Lei lavora in Cina dal 2006. Ha notato dei cambiamenti?
«È cambiata l’arroganza. Le Olimpiadi di Pechino, la crisi di Wall Street e quella dell’euro hanno portato l’arroganza cinese a livelli pericolosi. Non osservano le regole in patria e ormai ritengono di essere così potenti da poterle ignorare anche fuori. Applicano l’illegalità alla cinese anche in Italia. Conoscere e applicare la nostra legge a loro non interessa, né conviene».
Pensa che la strage di operai a Prato nasca per questo?
«Per un cinese che fa impresa la vita umana non ha valore, dunque non merita spendere soldi per un idrante. Ma gli abusi sono ovunque. La cinese Suntech, un tempo la più grande azienda al mondo nei pannelli solari, ora fallita, ha lasciato un disastro in Puglia. Eppure quello era un progetto firmato dai primi ministri, all’epoca Silvio Berlusconi e Wen Jiabao. Un’altra impresa cinese di Stato, quotata, che aveva firmato un accordo con un’impresa italiana, le ha poi copiato tutti i prodotti. Quando ho protestato con il governo a Pechino, mi hanno detto che non avevo prove sufficienti. Invece avevo tutto con me».
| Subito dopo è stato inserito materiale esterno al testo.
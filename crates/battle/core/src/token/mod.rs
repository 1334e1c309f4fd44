//! Stacked status effects (tokens).
//!
//! A [`TokenLedger`] maps token ids to their stack count, duration class and
//! category. Every operation here is pure: it takes a ledger by reference and
//! returns a new ledger plus the transcript lines describing the change.
//!
//! # Invariants
//!
//! - An entry never holds zero stacks; reaching zero deletes it.
//! - Unknown token ids are a no-op with an empty transcript.
//!
//! # Duration classes
//!
//! - `permanent`: removed only explicitly
//! - `usage`: consumed by the cards that use them
//! - `turn`: one stack decays per turn boundary (see [`passives`])

pub mod catalog;
mod ledger;
pub mod passives;

use std::fmt;

pub use catalog::{
    DurationType, TokenCatalog, TokenCategory, TokenDefinition, TokenEffect, TokenRegistry,
};
pub use ledger::{
    GrantedAt, TokenEntry, TokenLedger, TokenOutcome, add_token, get_token_stacks, has_token,
    remove_token, set_token_stacks,
};
pub use passives::{TurnPassiveOutcome, end_of_turn, start_of_turn};

/// Identifier of a token definition.
#[derive(Clone, PartialEq, Eq, PartialOrd, Ord, Hash)]
#[cfg_attr(feature = "serde", derive(serde::Serialize, serde::Deserialize))]
#[cfg_attr(feature = "serde", serde(transparent))]
pub struct TokenId(String);

impl TokenId {
    pub fn new(id: impl Into<String>) -> Self {
        Self(id.into())
    }

    pub fn as_str(&self) -> &str {
        &self.0
    }
}

impl From<&str> for TokenId {
    fn from(id: &str) -> Self {
        Self::new(id)
    }
}

impl From<String> for TokenId {
    fn from(id: String) -> Self {
        Self(id)
    }
}

impl fmt::Debug for TokenId {
    fn fmt(&self, f: &mut fmt::Formatter<'_>) -> fmt::Result {
        write!(f, "TokenId({})", self.0)
    }
}

impl fmt::Display for TokenId {
    fn fmt(&self, f: &mut fmt::Formatter<'_>) -> fmt::Result {
        f.write_str(&self.0)
    }
}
Vuole dire che le autorità cinesi coprono i comportamenti illeciti dei loro imprenditori all’estero?
«Lo fanno. Il clima di omertà è assoluto. Lo stesso ambasciatore cinese in Italia è intervenuto per impedire i controlli della Guardia di Finanza sulle tessiture di Prato. Ha insultato le nostre forze dell’ordine. Vogliono esportare qui i loro metodi, gli infortuni sul lavoro, l’evasione, l’inquinamento. È un momento di debolezza tale dell’Europa che i cinesi pensano di poterselo permettere. Non è facile resistere, ma dobbiamo scrollarci di dosso le timidezze e ritrovare dignità. L’Italia è un ottimo cliente della Cina, facciamoci sentire».
Cosa propone?
«Dobbiamo essere molto più rigidi sulle regole. E creare in Europa, nell’ambito dell’accordo bilaterale Ue-Cina che si sta negoziando, un comitato interministeriale che vagli ogni investimento cinese e straniero di rilevanza economica o tecnologica, sul modello del Cfius americano».